Is Costco Coffee Any Good? We Bravely Discover
In our never-ending quest to frugalize our lives, Mr. Frugalwoods and I have slashed spending on groceries, insourced just about everything humanly possible, and stuck to our $0 entertainment budget, among other measures. But the one luxurious, gaping, profligate outlier has always been decent coffee beans. Nay, dare I say superb coffee beans. We’d rather drive a 19-year-old car than give up our organic, fair trade, small batch, roasted-to-perfection $10.68/pound coffee beans.
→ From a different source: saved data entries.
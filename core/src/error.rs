use std::fmt;
use thiserror::Error;

/// The error type for oauthsign operations
#[derive(Error, Debug)]
#[error("{kind}: {message}")]
pub struct Error {
    kind: ErrorKind,
    message: String,
    #[source]
    source: Option<anyhow::Error>,
}

/// The kind of error that occurred
#[derive(Debug, Clone, Copy, PartialEq, Eq)]
pub enum ErrorKind {
    /// Credentials are missing or could not be loaded
    CredentialInvalid,

    /// Request cannot be turned into a valid http request (bad host, path, header)
    RequestInvalid,

    /// Configuration error (missing fields, invalid values)
    ConfigInvalid,

    /// The transport failed before a complete response was received
    Transport,

    /// Unexpected errors (crypto primitive failures, internal bugs)
    Unexpected,
}

impl Error {
    /// Create a new error with the given kind and message
    pub fn new(kind: ErrorKind, message: impl Into<String>) -> Self {
        Self {
            kind,
            message: message.into(),
            source: None,
        }
    }

    /// Add a source error
    pub fn with_source(mut self, source: impl Into<anyhow::Error>) -> Self {
        self.source = Some(source.into());
        self
    }

    /// Get the error kind
    pub fn kind(&self) -> ErrorKind {
        self.kind
    }

    /// Check if this error came from the transport.
    ///
    /// Transport errors are never retried by oauthsign, callers decide.
    pub fn is_transport_error(&self) -> bool {
        self.kind == ErrorKind::Transport
    }
}

// Convenience constructors
impl Error {
    /// Create a credential invalid error
    pub fn credential_invalid(message: impl Into<String>) -> Self {
        Self::new(ErrorKind::CredentialInvalid, message)
    }

    /// Create a request invalid error
    pub fn request_invalid(message: impl Into<String>) -> Self {
        Self::new(ErrorKind::RequestInvalid, message)
    }

    /// Create a config invalid error
    pub fn config_invalid(message: impl Into<String>) -> Self {
        Self::new(ErrorKind::ConfigInvalid, message)
    }

    /// Create a transport error
    pub fn transport(message: impl Into<String>) -> Self {
        Self::new(ErrorKind::Transport, message)
    }

    /// Create an unexpected error
    pub fn unexpected(message: impl Into<String>) -> Self {
        Self::new(ErrorKind::Unexpected, message)
    }
}

impl fmt::Display for ErrorKind {
    fn fmt(&self, f: &mut fmt::Formatter<'_>) -> fmt::Result {
        match self {
            ErrorKind::CredentialInvalid => write!(f, "invalid credentials"),
            ErrorKind::RequestInvalid => write!(f, "invalid request"),
            ErrorKind::ConfigInvalid => write!(f, "invalid configuration"),
            ErrorKind::Transport => write!(f, "transport failure"),
            ErrorKind::Unexpected => write!(f, "unexpected error"),
        }
    }
}

/// Convenience type alias for Results
pub type Result<T> = std::result::Result<T, Error>;

// Common From implementations
impl From<anyhow::Error> for Error {
    fn from(err: anyhow::Error) -> Self {
        Self::unexpected(err.to_string()).with_source(err)
    }
}

impl From<std::fmt::Error> for Error {
    fn from(err: std::fmt::Error) -> Self {
        Self::unexpected(err.to_string()).with_source(anyhow::Error::from(err))
    }
}

impl From<http::Error> for Error {
    fn from(err: http::Error) -> Self {
        Self::request_invalid(err.to_string()).with_source(anyhow::Error::from(err))
    }
}

impl From<http::header::InvalidHeaderValue> for Error {
    fn from(err: http::header::InvalidHeaderValue) -> Self {
        Self::request_invalid(err.to_string()).with_source(anyhow::Error::from(err))
    }
}

impl From<http::uri::InvalidUri> for Error {
    fn from(err: http::uri::InvalidUri) -> Self {
        Self::request_invalid(err.to_string()).with_source(anyhow::Error::from(err))
    }
}

impl From<http::method::InvalidMethod> for Error {
    fn from(err: http::method::InvalidMethod) -> Self {
        Self::request_invalid(err.to_string()).with_source(anyhow::Error::from(err))
    }
}

impl From<http::header::ToStrError> for Error {
    fn from(err: http::header::ToStrError) -> Self {
        Self::request_invalid(err.to_string()).with_source(anyhow::Error::from(err))
    }
}
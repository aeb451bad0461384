//! OAuth 1.0a request assembler.
use std::collections::BTreeMap;
use std::fmt::Write;
use std::sync::Arc;

use bytes::Bytes;
use http::header::AUTHORIZATION;
use http::header::CONTENT_TYPE;
use http::uri::Scheme;
use http::HeaderMap;
use http::HeaderValue;
use log::debug;
use oauthsign_core::time::{now, unix_seconds, DateTime};
use oauthsign_core::{Context, Error, Result, SignRequest, SignedRequest, SigningRequest};

use crate::base_string::{base_string, base_url};
use crate::config::{Config, DeliveryMode};
use crate::constants::*;
use crate::credential::Credential;
use crate::encode::encode;
use crate::nonce::{GenerateNonce, RandomNonce};
use crate::parameters::{form_string, parameter_string, ProtocolParameters};
use crate::signature::digest;

/// RequestSigner that implements OAuth 1.0a HMAC-SHA1 signing.
///
/// - [RFC 5849: The OAuth 1.0 Protocol](https://datatracker.ietf.org/doc/html/rfc5849)
#[derive(Debug, Clone)]
pub struct RequestSigner {
    host: String,
    scheme: Scheme,
    delivery_mode: DeliveryMode,
    extra_params: BTreeMap<String, String>,
    nonce: Arc<dyn GenerateNonce>,
    time: Option<DateTime>,
}

impl RequestSigner {
    /// Create a signer for given host, like `example.com` or `example.com:8080`.
    ///
    /// Defaults to `https` and [`DeliveryMode::Header`].
    pub fn new(host: impl Into<String>) -> Self {
        Self {
            host: host.into(),
            scheme: Scheme::HTTPS,
            delivery_mode: DeliveryMode::default(),
            extra_params: BTreeMap::new(),
            nonce: Arc::new(RandomNonce),
            time: None,
        }
    }

    /// Create a signer from config.
    ///
    /// Returns an error if `host` is not configured.
    pub fn from_config(config: &Config) -> Result<Self> {
        let host = config
            .host
            .as_deref()
            .ok_or_else(|| Error::config_invalid("host is required"))?;

        let mut signer = Self::new(host)
            .with_delivery_mode(config.delivery_mode.unwrap_or_default())
            .with_extra_params(config.extra_params.clone());
        if let Some(scheme) = &config.scheme {
            signer = signer.with_scheme(scheme.clone());
        }

        Ok(signer)
    }

    /// Set the scheme.
    pub fn with_scheme(mut self, scheme: Scheme) -> Self {
        self.scheme = scheme;
        self
    }

    /// Set where the signature is placed.
    pub fn with_delivery_mode(mut self, delivery_mode: DeliveryMode) -> Self {
        self.delivery_mode = delivery_mode;
        self
    }

    /// Add an extra protocol parameter merged into every signature.
    pub fn with_extra_param(mut self, key: impl Into<String>, value: impl Into<String>) -> Self {
        self.extra_params.insert(key.into(), value.into());
        self
    }

    /// Add extra protocol parameters merged into every signature.
    pub fn with_extra_params(mut self, params: BTreeMap<String, String>) -> Self {
        self.extra_params.extend(params);
        self
    }

    /// Replace the nonce generator.
    pub fn with_nonce_generator(mut self, nonce: impl GenerateNonce) -> Self {
        self.nonce = Arc::new(nonce);
        self
    }

    /// Specify the signing time.
    ///
    /// # Note
    ///
    /// We should always take current time to sign requests.
    /// Only use this function for testing.
    pub fn with_time(mut self, time: DateTime) -> Self {
        self.time = Some(time);
        self
    }

    /// Assemble a signed request.
    ///
    /// This is pure and synchronous: no I/O happens here, and `req` is left
    /// untouched. Malformed host or path are passed through as is.
    pub fn assemble(&self, cred: &Credential, req: &SigningRequest) -> Result<SignedRequest> {
        let now = self.time.unwrap_or_else(now);
        let (path, query) = split_path(&req.path, &req.query);
        let form = &req.form;

        let protocol = ProtocolParameters::new(
            cred.consumer_key.as_str(),
            self.nonce.generate_nonce(),
            unix_seconds(now),
        )
        .with_token(cred.token.clone())
        .with_extra_params(self.extra_params.clone());

        let string_to_sign = {
            let unsigned = protocol.to_map();
            let params = merge(&[&query, form, &unsigned]);

            base_string(
                req.method.as_str(),
                &base_url(&self.scheme, &self.host, &path),
                &parameter_string(params),
            )
        };
        debug!("signature base string: {string_to_sign}");

        let signature = digest(
            &string_to_sign,
            &cred.consumer_secret,
            cred.token_secret.as_deref(),
        )?;
        let oauth = protocol.into_signed(signature);

        let mut headers = HeaderMap::new();
        headers.insert(CONTENT_TYPE, HeaderValue::from_static(FORM_URLENCODED));

        let mut path = path;
        let body = match self.delivery_mode {
            DeliveryMode::Header => {
                headers.insert(AUTHORIZATION, {
                    let mut value: HeaderValue = authorization_header(&oauth)?.parse()?;
                    value.set_sensitive(true);

                    value
                });
                // Caller query is still sent next to the header.
                push_query(&mut path, &parameter_string(&query));
                form_string(form)
            }
            DeliveryMode::Query => {
                push_query(&mut path, &parameter_string(merge(&[&query, &oauth])));
                form_string(form)
            }
            DeliveryMode::Body => {
                push_query(&mut path, &parameter_string(&query));
                form_string(merge(&[form, &oauth]))
            }
        };
        debug!(
            "assembled request with {:?} delivery: {} {path}",
            self.delivery_mode, req.method
        );

        Ok(SignedRequest {
            method: req.method.clone(),
            scheme: self.scheme.clone(),
            host: self.host.clone(),
            path,
            headers,
            body: Bytes::from(body),
        })
    }
}

#[async_trait::async_trait]
impl SignRequest for RequestSigner {
    type Credential = Credential;

    async fn sign_request(
        &self,
        _ctx: &Context,
        req: &SigningRequest,
        credential: Option<&Self::Credential>,
    ) -> Result<SignedRequest> {
        let cred = credential.ok_or_else(|| Error::credential_invalid("missing credential"))?;

        self.assemble(cred, req)
    }
}

/// Build the `Authorization` header value.
///
/// ```text
/// OAuth oauth_consumer_key="...", oauth_nonce="...", ..., oauth_version="1.0"
/// ```
///
/// - [RFC 5849 Section 3.5.1](https://datatracker.ietf.org/doc/html/rfc5849#section-3.5.1)
pub fn authorization_header(oauth: &BTreeMap<String, String>) -> Result<String> {
    let mut s = String::with_capacity(256);
    s.write_str(AUTHORIZATION_SCHEME)?;
    s.write_str(" ")?;

    for (idx, (k, v)) in oauth.iter().enumerate() {
        if idx != 0 {
            s.write_str(", ")?;
        }
        write!(s, "{k}=\"{}\"", encode(v))?;
    }

    Ok(s)
}

/// Normalize path to start with `/` and fold its `?query` into the query parameters.
///
/// Explicit query parameters win over the ones embedded in path.
fn split_path(path: &str, query: &BTreeMap<String, String>) -> (String, BTreeMap<String, String>) {
    let (path, embedded) = match path.split_once('?') {
        Some((p, q)) => (p, Some(q)),
        None => (path, None),
    };

    let path = if path.starts_with('/') {
        path.to_string()
    } else {
        format!("/{path}")
    };

    let mut merged: BTreeMap<String, String> = embedded
        .map(|q| form_urlencoded::parse(q.as_bytes()).into_owned().collect())
        .unwrap_or_default();
    merged.extend(query.iter().map(|(k, v)| (k.clone(), v.clone())));

    (path, merged)
}

/// Union all sources, later sources win on key collision.
fn merge<'a>(sources: &[&'a BTreeMap<String, String>]) -> BTreeMap<&'a str, &'a str> {
    sources
        .iter()
        .flat_map(|m| m.iter())
        .map(|(k, v)| (k.as_str(), v.as_str()))
        .collect()
}

fn push_query(path: &mut String, query: &str) {
    if !query.is_empty() {
        path.push('?');
        path.push_str(query);
    }
}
Folks, we have our priorities straight.
For us, coffee is a lifeblood of civilization, a symbol of decadence, and a daily ritual. We each drink exactly one cup a day–together during our morning routine–and it’s a mainstay in our diet and our lives. Going out for coffee on the weekends used to be a regular treat for us and, since we’ve given up all meals out, we instead brew fine beans at home. But just how good is our coffee? Could we be victims of–gasp–marketing? Consumerism?!? UNCONSCIOUS SPENDING?!?! The horror. And so, for the sake of science, humanity, and frugal weirdos everywhere, we decided to take the plunge and try… Costco coffee.
It Started Out Innocently Enough…
This past week we were on our traditional once-a-month Friday evening sojourn to Costco, merrily cruising through the near-empty store (gotta love Friday nights at the Costco!). We don’t impulse buy even at the grocery store because, frankly, it’s dangerous. Downright risky, I tell you.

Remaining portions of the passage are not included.